Conosciuto soprattutto per essere un terzo degli Emeralds insieme a John Elliott e Mark McGuire, Steve Hauschildt ha saputo ritagliarsi un importante parentesi solista mettendo insieme una solida discografia che dopo circa dieci anni pesa quanto e più di quella del blasonato progetto. E’ uno di quei compositori che punta tutto sull’estetica, disegnando traiettorie malinconiche imperniate su stesure lunghe e ripetitive. Se posso evidenziare il momento in cui ha trovato il suo suono definitivo, questo si chiama Tragedy & Geometry, album pubblicato per la splendida Kranky nel 2011 e focalizzato su un’elettronica dai toni acquatici che doveva molto agli esperimenti del tedesco Schultze e di tutta la Innovative Communication. Un disco fondamentale, nel quale il suono ambient, facendosi liquido riusciva a raggiungere profondità inesplorate in un contesto mai fine al solo sound design ma vicino il più possibile all’emotività.
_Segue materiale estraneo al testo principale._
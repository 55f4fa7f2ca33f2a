// SPDX-License-Identifier: Apache-2.0 OR MIT
// Copyright (c) 2025-2026 naskel.com

//! Shared-memory ring store.
//!
//! A named POSIX shared memory arena split into `n_slots` fixed-size slots.
//! Slot `id % n_slots` holds the data for `id`; every process that maps the
//! same name sees the same bytes without copying.
//!
//! ```text
//! +----------------- slot 0 -----------------+---- slot 1 ----+-- ...
//! | meta (meta_bytes) | data (data_bytes)     | meta | data    |
//! +-------------------+-----------------------+------+---------+-- ...
//! ```
//!
//! # Consistency
//!
//! There is no locking. A single writer owns each store; readers learn that a
//! slot is ready through the [`Notifier`](crate::Notifier), which publishes
//! with release/acquire ordering after the write. A reader that holds a slot
//! while the writer wraps around to a congruent id sees the newer bytes.

mod layout;
mod ring;
mod segment;

pub use layout::SlotLayout;
pub use ring::{RingStore, SlotView, SlotViewMut};
pub use segment::ShmSegment;

use std::fmt;
use std::io;

/// Errors that can occur in ring store operations
#[derive(Debug)]
pub enum StoreError {
    /// Shared memory segment creation failed
    SegmentCreate(io::Error),

    /// Shared memory segment open failed
    SegmentOpen(io::Error),

    /// Sizing the segment with ftruncate failed
    SegmentResize(io::Error),

    /// Removing the segment name failed
    SegmentUnlink(io::Error),

    /// Memory mapping failed
    Mmap(io::Error),

    /// Payload too large for slot
    PayloadTooLarge { size: usize, capacity: usize },

    /// Invalid segment name
    InvalidName(String),

    /// Segment not found
    NotFound(String),

    /// Existing segment has a different size than requested
    SizeMismatch {
        name: String,
        expected: usize,
        actual: usize,
    },

    /// Slot geometry is unusable (zero slots, zero-sized slot, overflow)
    InvalidGeometry(String),
}

impl fmt::Display for StoreError {
    fn fmt(&self, f: &mut fmt::Formatter<'_>) -> fmt::Result {
        match self {
            Self::SegmentCreate(e) => write!(f, "Shared memory segment creation failed: {e}"),
            Self::SegmentOpen(e) => write!(f, "Shared memory segment open failed: {e}"),
            Self::SegmentResize(e) => write!(f, "Shared memory segment resize failed: {e}"),
            Self::SegmentUnlink(e) => write!(f, "Shared memory segment unlink failed: {e}"),
            Self::Mmap(e) => write!(f, "Memory mapping failed: {e}"),
            Self::PayloadTooLarge { size, capacity } => {
                write!(
                    f,
                    "Payload too large: {size} bytes exceeds slot capacity {capacity}"
                )
            }
            Self::InvalidName(name) => write!(f, "Invalid segment name: {name}"),
            Self::NotFound(name) => write!(f, "Segment not found: {name}"),
            Self::SizeMismatch {
                name,
                expected,
                actual,
            } => write!(
                f,
                "Segment {name} has size {actual}, expected {expected}"
            ),
            Self::InvalidGeometry(msg) => write!(f, "Invalid slot geometry: {msg}"),
        }
    }
}

impl std::error::Error for StoreError {
    fn source(&self) -> Option<&(dyn std::error::Error + 'static)> {
        match self {
            Self::SegmentCreate(e)
            | Self::SegmentOpen(e)
            | Self::SegmentResize(e)
            | Self::SegmentUnlink(e)
            | Self::Mmap(e) => Some(e),
            _ => None,
        }
    }
}

/// Result type for store operations
pub type Result<T> = std::result::Result<T, StoreError>;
Torna ancora su Kranky con questo Where All Is Fled, che segue il meno fortunato Sequitur e ritrova quell’ispirazione per così dire pura che riconduce il suo suono in una dimensione cosmica dai toni limpidi, qui maggiormente focalizzata sull’utilizzo del piano, oltre che del magico arpeggio dei sintetizzatori. La forza dell’album è proprio nella forma, Hauschildt riesce a coniugare melodia ed astrazione attraverso la ripetizione degli elementi, crea così un effetto trance con un contrappeso terreno dato dalla melodia.Ad eccezione del primo brano, Eyelids Gently Dreaming, che è un crescendo di pads dal tiro spettrale, il disco sembra fluttuare in un liquido amniotico già dal secondo didascalico brano Arpeggiare, e da lì è un viaggio totale nelle pieghe del cosmo, con quel moto arpeggiato costante che è tutto un ribollire d’emozioni, con quei suoni morbidi ed avvolgenti che nei loro cambi di tonalità riescono a mettere a punto delle sequenze strappa lacrime che riescono a fotografare con esattezza una serie di momenti ricchi di serena malinconia.
Le composizioni sono semplici, non ascolterete virtuosismi, piuttosto un minimalismo melodico a volte forzato ma sincero, come se lo stesso produttore volesse dirci che si, questo è quello che sa fare. Quel che conta è che lo fa bene, riuscendo a trovare una chiave per smuovere i sentimenti e regalarci un disco che nella sua capacità di saper comunicare in modo chiaro e diretto rischia di diventare un classico del genere.